Geçtiğimiz gün okuduğum bir haberin başlığı aynen şöyledi: ‘Enflasyon hasta ediyor: Gıda zehirlenmeleri patladı’
Okutan başlıklı haberin girişinde, yüksek enflasyonun, hayatın her alanında olduğu gibi gıda güvenliği konusunda da kendini gösterdiği belirtiliyordu.
Gıda fiyatlarındaki artış, her gün değişen fiyat etiketleri ve asgari ücret…

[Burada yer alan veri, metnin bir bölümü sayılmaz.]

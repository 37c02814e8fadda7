use serde::de::DeserializeOwned;
use serde::Serialize;
use tauri::{
    plugin::{mobile::PluginInvokeError, PluginApi, PluginHandle},
    AppHandle, Runtime,
};
use tokio::sync::Mutex as AsyncMutex;

use crate::config::Config;
use crate::error::{Error, Result};
use crate::models::*;
use crate::policy::{select_photo_size, Enhancements};
use crate::session::{plan_stream, CameraSession, Facing, OpenRequest, SessionState};

#[cfg(target_os = "ios")]
tauri::ios_plugin_binding!(init_plugin_camera_capture);

// The native half is provided by the host application under these names.
#[cfg(target_os = "android")]
const PLUGIN_IDENTIFIER: &str = "app.tauri.cameracapture";
#[cfg(target_os = "android")]
const PLUGIN_CLASS: &str = "CameraCapturePlugin";

pub fn init<R: Runtime, C: DeserializeOwned>(
    _app: &AppHandle<R>,
    api: PluginApi<R, C>,
    config: Config,
) -> Result<CameraCapture<R>> {
    #[cfg(target_os = "android")]
    let handle = api.register_android_plugin(PLUGIN_IDENTIFIER, PLUGIN_CLASS)?;
    #[cfg(target_os = "ios")]
    let handle = api.register_ios_plugin(init_plugin_camera_capture)?;
    Ok(CameraCapture {
        handle,
        config,
        state: AsyncMutex::new(SessionState::default()),
    })
}

/// Access to the camera APIs.
pub struct CameraCapture<R: Runtime> {
    handle: PluginHandle<R>,
    config: Config,
    state: AsyncMutex<SessionState>,
}

impl<R: Runtime> CameraCapture<R> {
    pub async fn request_permission(&self) -> Result<serde_json::Value> {
        self.invoke("requestPermission", ())
    }

    pub async fn get_available_cameras(&self) -> Result<Vec<CameraInfo>> {
        let mut cameras = Vec::new();
        for facing in [Facing::Back, Facing::Front] {
            match self.capabilities(facing) {
                Ok((device_id, caps)) => cameras.push(CameraInfo {
                    id: device_id,
                    name: format!("{} camera", facing),
                    facing: Some(facing),
                    resolutions: caps.preview_sizes,
                    fps_ranges: caps.fps_ranges,
                }),
                Err(Error::NoCamera(_)) => log::debug!("No {} camera", facing),
                Err(e) => return Err(e),
            }
        }
        Ok(cameras)
    }

    pub async fn start_camera(&self) -> Result<StartCameraResponse> {
        self.open(OpenRequest::Start).await
    }

    pub async fn switch_camera(&self) -> Result<StartCameraResponse> {
        self.open(OpenRequest::Switch).await
    }

    pub async fn stop_camera(&self) -> Result<()> {
        if let Some(session) = self.state.lock().await.take() {
            self.close(&session);
        }
        Ok(())
    }

    pub async fn take_photo(&self) -> Result<PhotoResponse> {
        let state = self.state.lock().await;
        let session = state.current()?;

        let (_, caps) = self.capabilities(session.facing)?;
        let size = select_photo_size(&caps.photo_sizes, self.config.photo_fallback);
        log::debug!("Capturing photo at {} from {}", size, session.device_id);

        self.handle
            .run_mobile_plugin(
                "takePhoto",
                TakePhotoRequest {
                    device_id: session.device_id.clone(),
                    width: size.width,
                    height: size.height,
                },
            )
            .map_err(|e| Error::PhotoCapture(e.to_string()))
    }

    fn invoke<T: DeserializeOwned>(&self, command: &str, payload: impl Serialize) -> Result<T> {
        self.handle
            .run_mobile_plugin(command, payload)
            .map_err(invoke_error)
    }

    /// Capabilities of the lens facing `facing` along with its device id.
    fn capabilities(&self, facing: Facing) -> Result<(String, CameraCapabilities)> {
        let mut caps: CameraCapabilities =
            self.invoke("getCapabilities", FacingRequest { facing })?;
        let device_id = caps.device_id.take().ok_or(Error::NoCamera(facing))?;
        Ok((device_id, caps))
    }

    fn close(&self, session: &CameraSession) {
        match self.handle.run_mobile_plugin::<serde_json::Value>("stopCamera", ()) {
            Ok(_) => log::info!("Closed camera session {}", session.session_id),
            Err(e) => log::error!("Error stopping camera {}: {}", session.device_id, e),
        }
    }

    /// Open the lens `request` resolves to, replacing whatever session is
    /// running. The lock is held for the whole sequence.
    async fn open(&self, request: OpenRequest) -> Result<StartCameraResponse> {
        let mut state = self.state.lock().await;
        let facing = state.next_facing(request);

        let (device_id, caps) = self.capabilities(facing)?;

        if let Some(previous) = state.take() {
            self.close(&previous);
        }

        let plan = plan_stream(&caps.preview_sizes, &caps.fps_ranges, &self.config);
        log::debug!("Selected preview size: {}", plan.resolution);

        let opened: OpenCameraResponse = self.invoke(
            "startCamera",
            OpenCameraRequest {
                device_id: device_id.clone(),
                facing,
                width: plan.resolution.width,
                height: plan.resolution.height,
                fps: plan.fps,
                enhancements: Enhancements::for_facing(facing),
            },
        )?;

        let mut session = CameraSession::new(device_id, facing, plan);
        session.enhanced = opened.enhanced;
        log::info!(
            "Opened {} camera {} at {} (session {})",
            facing,
            session.device_id,
            plan.resolution,
            session.session_id
        );
        let response = StartCameraResponse::from(&session);
        state.replace(session);
        Ok(response)
    }
}

/// The native half rejects with the same codes the frontend sees.
fn invoke_error(error: PluginInvokeError) -> Error {
    match &error {
        PluginInvokeError::InvokeRejected(response)
            if response.code.as_deref() == Some("PERMISSION_DENIED") =>
        {
            Error::PermissionDenied
        }
        _ => error.into(),
    }
}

TÜİK tarafından Mart ayında açıklanan ve son 20 yılın zirvesi olan enflasyonu hayatın her alanında yaşıyoruz; bunu tekrar tekrar söylemenin amacı fiyatların bir türlü yerinde durmaması ve bunun için farklı sebepler üretiliyor olması.

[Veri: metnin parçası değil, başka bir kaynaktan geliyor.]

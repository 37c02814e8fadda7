use serde::{Deserialize, Serialize};

use crate::policy::{quality_label, Enhancements, FpsRange};
use crate::resolution::Resolution;
use crate::session::{CameraSession, Facing};

// Returned by start_camera and switch_camera
#[derive(Debug, Clone, Serialize, Deserialize)]
#[serde(rename_all = "camelCase")]
pub struct StartCameraResponse {
    pub session_id: String,
    pub device_id: String,
    pub is_back_camera: bool,
    pub width: u32,
    pub height: u32,
    pub fps: Option<FpsRange>,
    pub quality: String,
}

impl From<&CameraSession> for StartCameraResponse {
    fn from(session: &CameraSession) -> Self {
        Self {
            session_id: session.session_id.clone(),
            device_id: session.device_id.clone(),
            is_back_camera: session.facing.is_back(),
            width: session.plan.resolution.width,
            height: session.plan.resolution.height,
            fps: session.plan.fps,
            quality: quality_label(session.enhanced).to_string(),
        }
    }
}

// Still photo sent to the frontend
#[derive(Debug, Clone, Serialize, Deserialize)]
#[serde(rename_all = "camelCase")]
pub struct PhotoResponse {
    pub width: u32,
    pub height: u32,
    pub format: String,
    #[serde(with = "serde_bytes")]
    pub data: Vec<u8>,
}

// A camera and the sizes it can stream at
#[derive(Debug, Clone, Serialize, Deserialize)]
#[serde(rename_all = "camelCase")]
pub struct CameraInfo {
    pub id: String,
    pub name: String,
    pub facing: Option<Facing>,
    pub resolutions: Vec<Resolution>,
    pub fps_ranges: Vec<FpsRange>,
}

// Capabilities reported by the native mobile plugin for one lens
#[derive(Debug, Clone, Default, Deserialize)]
#[serde(rename_all = "camelCase")]
pub struct CameraCapabilities {
    /// Absent when the device has no lens facing the requested way.
    #[serde(default)]
    pub device_id: Option<String>,
    #[serde(default)]
    pub preview_sizes: Vec<Resolution>,
    #[serde(default)]
    pub photo_sizes: Vec<Resolution>,
    #[serde(default)]
    pub fps_ranges: Vec<FpsRange>,
}

#[derive(Debug, Clone, Serialize)]
#[serde(rename_all = "camelCase")]
pub struct FacingRequest {
    pub facing: Facing,
}

// Sent to the native mobile plugin to open a lens with the chosen plan
#[derive(Debug, Clone, Serialize)]
#[serde(rename_all = "camelCase")]
pub struct OpenCameraRequest {
    pub device_id: String,
    pub facing: Facing,
    pub width: u32,
    pub height: u32,
    pub fps: Option<FpsRange>,
    pub enhancements: Enhancements,
}

// Native acknowledgement of a startCamera call
#[derive(Debug, Clone, Default, Deserialize)]
#[serde(default, rename_all = "camelCase")]
pub struct OpenCameraResponse {
    pub enhanced: bool,
}

/// Whether a permission answer from the host denies camera access.
///
/// Only an explicit denial counts; an undetermined status is left for the
/// platform to prompt on open.
pub fn permission_denied(info: &serde_json::Value) -> bool {
    let status = info
        .get("status")
        .and_then(serde_json::Value::as_str)
        .or_else(|| info.as_str())
        .unwrap_or_default();
    matches!(
        status.to_ascii_lowercase().as_str(),
        "denied" | "restricted"
    )
}

#[derive(Debug, Clone, Serialize)]
#[serde(rename_all = "camelCase")]
pub struct TakePhotoRequest {
    pub device_id: String,
    pub width: u32,
    pub height: u32,
}
use tauri::{command, AppHandle, Runtime};

use crate::models::*;
use crate::CameraCaptureExt;
use crate::Result;

/// Open the back camera at the best supported preview size
#[command]
pub(crate) async fn start_camera<R: Runtime>(app: AppHandle<R>) -> Result<StartCameraResponse> {
    app.camera_capture().start_camera().await
}

#[command]
pub(crate) async fn stop_camera<R: Runtime>(app: AppHandle<R>) -> Result<()> {
    app.camera_capture().stop_camera().await
}

/// Reopen with the opposite lens
#[command]
pub(crate) async fn switch_camera<R: Runtime>(app: AppHandle<R>) -> Result<StartCameraResponse> {
    app.camera_capture().switch_camera().await
}

#[command]
pub(crate) async fn take_photo<R: Runtime>(app: AppHandle<R>) -> Result<PhotoResponse> {
    app.camera_capture().take_photo().await
}

#[command]
pub(crate) async fn get_available_cameras<R: Runtime>(
    app: AppHandle<R>,
) -> Result<Vec<CameraInfo>> {
    app.camera_capture().get_available_cameras().await
}

#[command]
pub(crate) async fn request_camera_permission<R: Runtime>(
    app: AppHandle<R>,
) -> Result<serde_json::Value> {
    app.camera_capture().request_permission().await
}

Gelelim haberin devamına; bakalım psikolojik rahatsızlıklar dışında enflasyon nasıl hasta ediyormuş?
Konunun aslında “gıda güvenliği” olduğunu haberin devamında anlıyoruz!
Habere göre, enflasyonun rekor yükselişinin yaşandığı bu dönemde merdiven altı gıda üretiminde de büyük artış yaşanmış. Uzmanlar kayıt dışı çalışan işletmelerin halk sağlığını tehdit ettiğini, gıda üretim süreçlerinin yeteri kadar denetlenmediğini vurguluyor.

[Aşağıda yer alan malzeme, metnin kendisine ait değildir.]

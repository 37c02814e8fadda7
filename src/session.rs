use serde::{Deserialize, Serialize};

use crate::config::Config;
use crate::error::{Error, Result};
use crate::policy::{select_fps_range, FpsRange};
use crate::resolution::Resolution;

/// Which lens a session streams from.
#[derive(Debug, Clone, Copy, Default, PartialEq, Eq, Serialize, Deserialize)]
#[serde(rename_all = "lowercase")]
pub enum Facing {
    #[default]
    Back,
    Front,
}

impl Facing {
    pub fn toggled(self) -> Self {
        match self {
            Facing::Back => Facing::Front,
            Facing::Front => Facing::Back,
        }
    }

    pub fn is_back(self) -> bool {
        self == Facing::Back
    }

    /// Lens of the device at `index` in enumeration order, for devices
    /// that carry no lens metadata.
    pub fn from_index(index: usize) -> Option<Self> {
        match index {
            0 => Some(Facing::Back),
            1 => Some(Facing::Front),
            _ => None,
        }
    }

    fn index(self) -> usize {
        match self {
            Facing::Back => 0,
            Facing::Front => 1,
        }
    }
}

impl std::fmt::Display for Facing {
    fn fmt(&self, f: &mut std::fmt::Formatter<'_>) -> std::fmt::Result {
        match self {
            Facing::Back => f.write_str("back"),
            Facing::Front => f.write_str("front"),
        }
    }
}

/// Stream dimensions and frame rate decided before a camera is opened.
#[derive(Debug, Clone, Copy, PartialEq, Eq, Serialize, Deserialize)]
#[serde(rename_all = "camelCase")]
pub struct StreamPlan {
    pub resolution: Resolution,
    pub fps: Option<FpsRange>,
}

pub fn plan_stream(catalog: &[Resolution], fps_ranges: &[FpsRange], config: &Config) -> StreamPlan {
    StreamPlan {
        resolution: config.selection_policy().select(catalog),
        fps: select_fps_range(fps_ranges, config.preferred_fps),
    }
}

/// Devices without lens metadata are mapped by enumeration order: the first
/// is the back camera, the second the front one.
pub fn pick_device<T>(devices: &[T], facing: Facing) -> Option<&T> {
    devices.get(facing.index())
}

/// An open camera. Owned by the session manager while the camera runs.
#[derive(Debug, Clone)]
pub struct CameraSession {
    pub session_id: String,
    pub device_id: String,
    pub facing: Facing,
    pub plan: StreamPlan,
    /// Whether the quality enhancements were accepted by the device.
    pub enhanced: bool,
}

impl CameraSession {
    pub fn new(device_id: String, facing: Facing, plan: StreamPlan) -> Self {
        Self {
            session_id: uuid::Uuid::new_v4().to_string(),
            device_id,
            facing,
            plan,
            enhanced: false,
        }
    }
}

/// How a command picks the lens to open.
#[derive(Debug, Clone, Copy, PartialEq, Eq)]
pub enum OpenRequest {
    /// Always the back camera.
    Start,
    /// The lens opposite to the last one opened.
    Switch,
}

/// Everything a session manager guards behind its lock.
///
/// `facing` remembers the last lens that opened successfully and survives
/// `take`, so a switch after a stop still toggles from that lens.
#[derive(Debug, Default)]
pub struct SessionState {
    session: Option<CameraSession>,
    facing: Facing,
}

impl SessionState {
    pub fn facing(&self) -> Facing {
        self.facing
    }

    pub fn next_facing(&self, request: OpenRequest) -> Facing {
        match request {
            OpenRequest::Start => Facing::Back,
            OpenRequest::Switch => self.facing.toggled(),
        }
    }

    /// The running session, or `CAMERA_NOT_READY`.
    pub fn current(&self) -> Result<&CameraSession> {
        self.session.as_ref().ok_or(Error::CameraNotReady)
    }

    /// Install a freshly opened session, returning the one it replaces.
    pub fn replace(&mut self, session: CameraSession) -> Option<CameraSession> {
        self.facing = session.facing;
        self.session.replace(session)
    }

    /// Remove the running session. Safe to call when nothing runs.
    pub fn take(&mut self) -> Option<CameraSession> {
        self.session.take()
    }
}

Bunun sonucunda şimdilik gıda zehirlenmelerde artış yaşandığı uzun vadede ise halk sağlığı konusunda ciddi sorunlar ortaya çıkacağı öngörülüyor.
TMMOB Gıda Mühendisleri Odası Başkanı Toprak şunları söylüyor: “Fiyatı önceden belirlenmiş ve neredeyse değiştirilemez bir hizmet alımı süreciyle, sayılan bu şartlar daha en başta göz ardı ediliyor. Bu sebeple de bunları sağlayan firmaların fiyatları yüksek bulunup şartların tamamını sağlamayan firmalar tercih ediliyor. Bunun akabinde de yeterli ve uygun hizmeti alamama ve ne yazık ki en sonunda da zehirlenme olaylarıyla karşı karşıya kalınıyor. “Bakanlık bünyesinde gıda mühendisi istihdamı artırılmalı ve odamızın bakanlık yetkilileri ve Cumhurbaşkanlığı Sağlık ve Gıda Politikaları Kurulu’yla değişik zamanlarda görüşüp paylaştığı ‘Yetkilendirilmiş Gıda Danışmanlığı Projesi’ acil olarak hayata geçirilmeli.” Uzmanlar bilmediğiniz ürünleri yemeyin diyor.
…
Gıdadaki fiyat artışıyla ilgili vicdansızlığın sınırlarını zorlayan bir not da benden…
Geçtiğimiz günlerde pazarda 5 Liraya bulduğum soğanı hemen aldım. Malum 7 lira bile iyi fiyatken almamak olmazdı.
Satıcıya neden diğerlerine göre ucuz verdiğini sordum; cevabı aynen aktarıyorum:
Hevsel’deki bahçemizden topladım. Uğraşmamak için Komisyoncuya gittim verdiği fiyata canım sıkıldı. Alıp soğanı kendi tezghahıma döktüm. Komisyoncu kazanacağına halk kazansın. İnan onlara bıraksaydım, iyi de kâr etmelerine ve nakliye ile kapılarına kadar getirmeme rağmen, pazardaki fiyatı 7 lira olacaktı. Bunlar imansız abi…
…
Her ne kadar ekonomide yaşanan istikrarsızlık ile asıl sorumlu iktidar olsa bile; bizim bir birimize merhametimiz yok. Gözünü para hırsı bürümüş esnafı da stokçusu da bu duruma tuz biber oluyor. İçerdeki malına döviz bürosundaki döviz muamelesi yapanlar da bu günahın içinde.